Because the couple's marriage is on the skids, Claire doesn't hang around Cole's new apartment, nor does she sleep with him anymore, which she is considering doing only to observe her soon to be ex-husband so that he doesn't hurt himself. What she discovers about his past, Cole's mother's past, and Cole's mysterious biological father, whom Cole never knew, stuns Claire so badly she hires a second therapist. Then Claire finds steel balls, large ball bearings, the size of a small tennis ball in a satchel in the old barn of their former home. The satchel bears the logo of the New York Yankees, the team for which the former Jesuit ministerial student at Fordham would have pitched had he not been injured.

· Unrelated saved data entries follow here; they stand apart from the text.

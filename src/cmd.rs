//! Command line interface.

use std::path::PathBuf;

use clap::{Args, Parser, Subcommand};
use kdam::tqdm;

use crate::config::Config;
use crate::dtpg::justifier::JustPolicy;
use crate::dtpg::{Dtpg, Verdict};
use crate::fsim::Fsim;
use crate::io::{read_netlist_file, write_netlist_file};
use crate::netlist::{FaultId, Netlist, TestVector};
use crate::rtpg::Rtpg;
use crate::untest::{UntestOp, UopBase, UopSkip};
use crate::value::Value3;
use crate::verify::Verifier;

/// Command line arguments.
#[derive(Parser)]
#[command(author, version, about, long_about = None)]
#[command(propagate_version = true)]
pub struct Cli {
    #[command(subcommand)]
    pub command: Commands,
}

/// Command line arguments.
#[derive(Subcommand)]
pub enum Commands {
    /// Show statistics about a gate-level netlist
    ///
    /// Prints the node/input/output/DFF/FFR/MFFC/fault counts computed
    /// at construction time.
    #[clap()]
    Show(ShowArgs),

    /// Simulate a netlist over a list of test vectors
    ///
    /// Reads one pattern per line (one character per PPI, in
    /// `Netlist::ppis` order: `0`/`1`/`x`) and writes the corresponding
    /// PPO values, in the same format.
    #[clap(alias = "sim")]
    Simulate(SimulateArgs),

    /// Generate test patterns for all stuck-at (or transition-delay)
    /// faults
    ///
    /// Runs an optional random pre-pass (`Rtpg`), then SAT-based `Dtpg`
    /// FFR by FFR for whatever faults remain undetected.
    #[clap()]
    Atpg(AtpgArgs),

    /// Verify that a set of test vectors detects the faults claimed for
    /// them
    ///
    /// Re-simulates every (fault, vector) pair through a fresh `Fsim`
    /// and reports any the original claim could not be confirmed for.
    #[clap()]
    Verify(VerifyArgs),
}

#[derive(Args)]
pub struct ShowArgs {
    /// Netlist file (.bench or .blif)
    file: PathBuf,
}

impl ShowArgs {
    pub fn run(&self) {
        let net = read_netlist_file(&self.file).expect("failed to read netlist");
        println!("{}", net.stats());
    }
}

#[derive(Args)]
pub struct SimulateArgs {
    /// Netlist file (.bench or .blif)
    network: PathBuf,

    /// Input pattern file, one vector per line
    #[arg(short = 'i', long)]
    input: PathBuf,

    /// Output file for the simulated PPO values
    #[arg(short = 'o', long)]
    output: PathBuf,
}

impl SimulateArgs {
    pub fn run(&self) {
        let net = read_netlist_file(&self.network).expect("failed to read netlist");
        let patterns = read_vector_file(&self.input, net.ppis().len());
        let mut fsim = Fsim::initialize(&net, false, true);
        let mut lines = Vec::with_capacity(patterns.len());
        for tv in &patterns {
            fsim.reset(tv);
            let line: String = fsim.ppo_values().into_iter().map(value_char).collect();
            lines.push(line);
        }
        std::fs::write(&self.output, lines.join("\n") + "\n").expect("failed to write output");
    }
}

fn value_char(v: Value3) -> char {
    match v {
        Value3::Zero => '0',
        Value3::One => '1',
        Value3::X => 'x',
    }
}

fn parse_value_char(c: char) -> Value3 {
    match c {
        '0' => Value3::Zero,
        '1' => Value3::One,
        _ => Value3::X,
    }
}

fn read_vector_file(path: &PathBuf, n_ppis: usize) -> Vec<TestVector> {
    let text = std::fs::read_to_string(path).expect("failed to read pattern file");
    text.lines()
        .filter(|l| !l.trim().is_empty())
        .map(|l| {
            let values: Vec<Value3> = l.trim().chars().map(parse_value_char).collect();
            assert_eq!(values.len(), n_ppis, "pattern line has the wrong width");
            TestVector::from_values(values)
        })
        .collect()
}

#[derive(Args)]
pub struct AtpgArgs {
    /// Netlist file to generate test patterns for
    network: PathBuf,

    /// Output file for the generated test patterns
    #[arg(short = 'o', long)]
    output: PathBuf,

    /// Fault model: "stuck-at" or "transition-delay"
    #[arg(long, default_value = "stuck-at")]
    fault_type: String,

    /// CNF scope: "ffr" or "mffc"
    #[arg(long, default_value = "ffr")]
    dtpg_type: String,

    /// Back-trace policy: "just1" or "just2"
    #[arg(long, default_value = "just1")]
    just_type: String,

    /// Random seed for the Rtpg pre-pass
    #[arg(long, default_value_t = 1)]
    seed: u64,

    /// Number of random patterns to try before falling back to SAT
    #[arg(short = 'r', long, default_value_t = 32)]
    num_random: usize,

    /// Skip additional faults at the same site once one is proven
    /// untestable (the `skip` UntestOp policy); `base` otherwise
    #[arg(long)]
    skip_dominated: bool,
}

impl AtpgArgs {
    pub fn run(&self) {
        let net = read_netlist_file(&self.network).expect("failed to read netlist");
        let just_policy = match self.just_type.as_str() {
            "just2" => JustPolicy::Just2,
            _ => JustPolicy::Just1,
        };
        let is_transition = self.fault_type == "transition-delay";
        let stuck_faults = net.faults().to_vec();
        let faults = if is_transition {
            crate::netlist::derive_transition_faults(&stuck_faults)
        } else {
            stuck_faults
        };

        let mut fsim = Fsim::initialize(&net, is_transition, true);
        fsim.set_fault_list(faults.clone());

        let mut rtpg = Rtpg::new(&net, self.seed);
        let report = rtpg.run(&mut fsim, self.num_random);
        let mut patterns: Vec<TestVector> = Vec::new();
        let mut detected: std::collections::HashSet<FaultId> = std::collections::HashSet::new();
        for (tv, newly) in report.patterns.into_iter().zip(report.newly_detected) {
            if !newly.is_empty() {
                patterns.push(tv);
                detected.extend(newly);
            }
        }
        log::info!(
            "Rtpg pre-pass detected {}/{} faults with {} random patterns",
            detected.len(),
            faults.len(),
            self.num_random
        );

        let dtpg = Dtpg::new(&net, just_policy);
        let use_mffc = self.dtpg_type == "mffc";
        let mut untest_op: Box<dyn UntestOp> = if self.skip_dominated {
            Box::new(UopSkip::new(1))
        } else {
            Box::new(UopBase::new())
        };
        let mut skipped: std::collections::HashSet<FaultId> = std::collections::HashSet::new();

        for fault in tqdm!(faults.iter(), desc = "dtpg") {
            if detected.contains(&fault.id) || skipped.contains(&fault.id) {
                continue;
            }
            let verdict = if use_mffc {
                let mffc = net.mffc(net.node_mffc(fault.node)).clone();
                dtpg.dtpg_mffc(&mffc, fault)
            } else {
                let ffr = net.ffr(net.node_ffr(fault.node)).clone();
                dtpg.dtpg_ffr(&ffr, fault)
            };
            match verdict {
                Verdict::Detected(tv) => {
                    detected.insert(fault.id);
                    patterns.push(tv);
                }
                Verdict::Untestable(reason) => {
                    log::debug!("fault {} untestable: {}", fault, reason);
                    for extra in untest_op.on_untestable(&net, fault) {
                        skipped.insert(extra);
                    }
                }
                Verdict::Undecided(reason) => {
                    log::warn!("fault {} undecided: {}", fault, reason);
                }
            }
        }

        log::info!(
            "generated {} patterns detecting {}/{} faults ({} untestable, {} skipped)",
            patterns.len(),
            detected.len(),
            faults.len(),
            untest_op.recorded().len(),
            skipped.len(),
        );

        let lines: Vec<String> = patterns
            .iter()
            .map(|tv| tv.values().iter().map(|&v| value_char(v)).collect::<String>())
            .collect();
        std::fs::write(&self.output, lines.join("\n") + "\n").expect("failed to write output");
    }
}

#[derive(Args)]
pub struct VerifyArgs {
    /// Netlist file
    network: PathBuf,

    /// Test pattern file to verify (one vector per line, PPI order)
    #[arg(short = 'i', long)]
    input: PathBuf,
}

impl VerifyArgs {
    pub fn run(&self) {
        let net = read_netlist_file(&self.network).expect("failed to read netlist");
        let patterns = read_vector_file(&self.input, net.ppis().len());
        let mut verifier = Verifier::new(&net, false, true);
        let faults = net.faults().to_vec();
        let unconfirmed = verifier.check(&faults, &patterns);
        if unconfirmed.is_empty() {
            println!("All {} faults detected by the {} supplied patterns", faults.len(), patterns.len());
        } else {
            println!(
                "{}/{} faults are NOT detected by the supplied patterns",
                unconfirmed.len(),
                faults.len()
            );
            std::process::exit(1);
        }
    }
}

/// Build a [`Config`] from a JSON file path, falling back to defaults
/// when no path is given. Exposed for `main` (unused directly by any
/// subcommand above, which take their knobs straight from the CLI
/// flags, but kept as the entry point a future `--config` flag would
/// call).
#[allow(dead_code)]
pub fn load_config(path: Option<&PathBuf>) -> Config {
    match path {
        Some(p) => Config::from_json_file(p).expect("failed to parse config file"),
        None => Config::default(),
    }
}

pub fn write_netlist(path: &PathBuf, net: &Netlist) {
    write_netlist_file(path, net).expect("failed to write netlist");
}
//! Netlist construction from a flat, unordered gate list.
//!
//! Dense id vectors, a single validation pass, a dedicated topological
//! sort, building the flat [`super::GateKind`] representation and
//! additionally computing the fanout adjacency and per-node level up
//! front rather than recomputing them on demand.

use std::collections::HashMap;

use crate::error::{AtpgError, Result};

use super::gate::GateKind;
use super::node::{Node, NodeId};
use super::Netlist;

/// A single gate as read off an input file, before ids have been
/// assigned. Fanin is expressed by name; `io::bench`/`io::blif` build a
/// `Vec<ParsedGate>` and hand it to [`Netlist::build`].
#[derive(Clone, Debug)]
pub struct ParsedGate {
    pub name: String,
    pub kind: GateKind,
    pub fanin: Vec<String>,
    /// Register name pairing a `DffInput`/`DffOutput` together. Required
    /// for those two kinds (and only those), `None` otherwise. Pairing
    /// is by this field, not by `name`: a DFF's D-pin and Q-pin are
    /// different signals with their own names.
    pub reg: Option<String>,
}

impl ParsedGate {
    pub fn new(name: impl Into<String>, kind: GateKind, fanin: Vec<String>) -> ParsedGate {
        ParsedGate {
            name: name.into(),
            kind,
            fanin,
            reg: None,
        }
    }

    pub fn new_dff(
        name: impl Into<String>,
        kind: GateKind,
        fanin: Vec<String>,
        reg: impl Into<String>,
    ) -> ParsedGate {
        ParsedGate {
            name: name.into(),
            kind,
            fanin,
            reg: Some(reg.into()),
        }
    }
}

impl Netlist {
    /// Build a netlist from a flat list of named gates. Every name used
    /// in a fanin list must appear exactly once as some gate's `name`.
    pub fn build(gates: Vec<ParsedGate>) -> Result<Netlist> {
        let mut name_to_index: HashMap<String, usize> = HashMap::new();
        for (i, g) in gates.iter().enumerate() {
            if name_to_index.insert(g.name.clone(), i).is_some() {
                return Err(AtpgError::NetlistInvalid(format!(
                    "duplicate gate name '{}'",
                    g.name
                )));
            }
        }

        let n = gates.len();
        let mut deps: Vec<Vec<usize>> = Vec::with_capacity(n);
        for g in &gates {
            let mut d = Vec::with_capacity(g.fanin.len());
            for fi in &g.fanin {
                let idx = *name_to_index.get(fi).ok_or_else(|| {
                    AtpgError::NetlistInvalid(format!(
                        "gate '{}' references undefined signal '{}'",
                        g.name, fi
                    ))
                })?;
                d.push(idx);
            }
            if d.len() < g.kind.min_arity() {
                return Err(AtpgError::NetlistInvalid(format!(
                    "gate '{}' ({}) has {} fanin, needs at least {}",
                    g.name,
                    g.kind,
                    d.len(),
                    g.kind.min_arity()
                )));
            }
            if (g.kind == GateKind::DffInput || g.kind == GateKind::DffOutput) && g.reg.is_none() {
                return Err(AtpgError::NetlistInvalid(format!(
                    "DFF pin '{}' has no register name",
                    g.name
                )));
            }
            deps.push(d);
        }

        // Kahn's algorithm: sources (zero-dependency gates) first, each gate becomes ready
        // once all of its fanin has been assigned an id. Sorting the
        // newly-ready batch keeps construction deterministic.
        let mut indeg: Vec<usize> = deps.iter().map(|d| d.len()).collect();
        let mut users: Vec<Vec<usize>> = vec![Vec::new(); n];
        for (i, d) in deps.iter().enumerate() {
            for &dep in d {
                users[dep].push(i);
            }
        }
        let mut ready: Vec<usize> = (0..n).filter(|&i| indeg[i] == 0).collect();
        ready.sort_unstable();
        let mut order = Vec::with_capacity(n);
        let mut queue_pos = 0;
        while queue_pos < ready.len() {
            let i = ready[queue_pos];
            queue_pos += 1;
            order.push(i);
            let mut newly_ready = Vec::new();
            for &u in &users[i] {
                indeg[u] -= 1;
                if indeg[u] == 0 {
                    newly_ready.push(u);
                }
            }
            newly_ready.sort_unstable();
            ready.extend(newly_ready);
        }
        if order.len() != n {
            return Err(AtpgError::NetlistInvalid(
                "netlist contains a combinational cycle outside a declared DFF".to_string(),
            ));
        }

        let mut old_to_new = vec![0u32; n];
        for (new_id, &old_id) in order.iter().enumerate() {
            old_to_new[old_id] = new_id as u32;
        }

        let mut nodes: Vec<Node> = Vec::with_capacity(n);
        for &old_id in &order {
            let g = &gates[old_id];
            let fanin: Vec<NodeId> = deps[old_id]
                .iter()
                .map(|&d| NodeId(old_to_new[d]))
                .collect();
            let level = fanin
                .iter()
                .map(|f| nodes[f.index()].level + 1)
                .max()
                .unwrap_or(0);
            nodes.push(Node {
                id: NodeId(old_to_new[old_id]),
                kind: g.kind,
                fanin,
                fanout: Vec::new(),
                level,
                name: Some(g.name.clone()),
                reg: g.reg.clone(),
            });
        }

        for i in 0..nodes.len() {
            let fanin = nodes[i].fanin.clone();
            for f in fanin {
                nodes[f.index()].fanout.push(NodeId(i as u32));
            }
        }

        let inputs: Vec<NodeId> = nodes
            .iter()
            .filter(|n| n.kind == GateKind::PrimaryInput)
            .map(|n| n.id)
            .collect();
        let outputs: Vec<NodeId> = nodes
            .iter()
            .filter(|n| n.kind == GateKind::PrimaryOutput)
            .map(|n| n.id)
            .collect();

        let mut dff_in_by_reg: HashMap<String, NodeId> = HashMap::new();
        let mut dff_out_by_reg: HashMap<String, NodeId> = HashMap::new();
        for node in &nodes {
            if node.kind == GateKind::DffInput {
                let reg = node.reg.clone().unwrap();
                if dff_in_by_reg.insert(reg.clone(), node.id).is_some() {
                    return Err(AtpgError::NetlistInvalid(format!(
                        "register '{}' has more than one DFF input",
                        reg
                    )));
                }
            } else if node.kind == GateKind::DffOutput {
                let reg = node.reg.clone().unwrap();
                if dff_out_by_reg.insert(reg.clone(), node.id).is_some() {
                    return Err(AtpgError::NetlistInvalid(format!(
                        "register '{}' has more than one DFF output",
                        reg
                    )));
                }
            }
        }
        let mut dffs = Vec::new();
        for (reg, &d_in) in &dff_in_by_reg {
            let d_out = *dff_out_by_reg.get(reg).ok_or_else(|| {
                AtpgError::NetlistInvalid(format!("register '{}' has no DFF output", reg))
            })?;
            dffs.push((d_in, d_out));
        }
        for reg in dff_out_by_reg.keys() {
            if !dff_in_by_reg.contains_key(reg) {
                return Err(AtpgError::NetlistInvalid(format!(
                    "register '{}' has no DFF input",
                    reg
                )));
            }
        }
        dffs.sort();

        Netlist::from_parts(nodes, inputs, outputs, dffs)
    }
}

#[cfg(test)]
mod tests {
    use super::*;

    fn g(name: &str, kind: GateKind, fanin: &[&str]) -> ParsedGate {
        ParsedGate::new(name, kind, fanin.iter().map(|s| s.to_string()).collect())
    }

    #[test]
    fn test_build_simple_comb() {
        let gates = vec![
            g("a", GateKind::PrimaryInput, &[]),
            g("b", GateKind::PrimaryInput, &[]),
            g("o", GateKind::PrimaryOutput, &["y"]),
            g("y", GateKind::And, &["a", "b"]),
        ];
        let net = Netlist::build(gates).unwrap();
        assert_eq!(net.inputs().len(), 2);
        assert_eq!(net.outputs().len(), 1);
        let and_id = net
            .nodes()
            .iter()
            .find(|n| n.kind == GateKind::And)
            .unwrap()
            .id;
        assert_eq!(net.node(and_id).level, 1);
    }

    #[test]
    fn test_build_detects_cycle() {
        let gates = vec![g("a", GateKind::Buf, &["b"]), g("b", GateKind::Buf, &["a"])];
        assert!(Netlist::build(gates).is_err());
    }

    #[test]
    fn test_build_detects_dangling_ref() {
        let gates = vec![g("o", GateKind::PrimaryOutput, &["missing"])];
        assert!(Netlist::build(gates).is_err());
    }

    #[test]
    fn test_build_with_dff() {
        let gates = vec![
            g("clk_in", GateKind::PrimaryInput, &[]),
            ParsedGate::new_dff("q", GateKind::DffOutput, vec![], "r0"),
            ParsedGate::new_dff("d", GateKind::DffInput, vec!["clk_in".to_string()], "r0"),
        ];
        let net = Netlist::build(gates).unwrap();
        assert_eq!(net.dffs().len(), 1);
    }

    #[test]
    fn test_build_detects_unpaired_dff() {
        let gates = vec![ParsedGate::new_dff("q", GateKind::DffOutput, vec![], "r0")];
        assert!(Netlist::build(gates).is_err());
    }
}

Cole's failed attempts to become a priest have finally sent him into early retirement. Cole's hobbies vary, because of his keen intelligence, but he most enjoys playing the banjo, driving his model trains and lately planning trips South to research his distant Native American roots and visit Virginia and Tennessee where he lived for brief periods with his mother as a youth. Claire decides to put off the divorce, take two weeks vacation from her job in New York City ... and accompany her husband south to find out what the fuck is going on. When Claire meets an unusual young man who is an assistant to her husband, whom Cole swears he does not know, Claire isn't sure she wants to know what the fuck is going on. As it turns out, Claire discovers that Cole and his young assistant are on their way to becoming heroes, but not before she experiences the supernatural, otherworldly scare of her life, involving, of all things, the things she hates most in the whole world ... puppets!

"Aa, they're a distraction don't pay any attention to them," says Cole of the puppets given to him which appear to have come alive.

"Well, fuck yeah they're a distraction," Claire responds, her hands shaking. "Did you marry me to satisfy some weird urge to make people become like you?"

"No, but some pet owners end up looking like their pets."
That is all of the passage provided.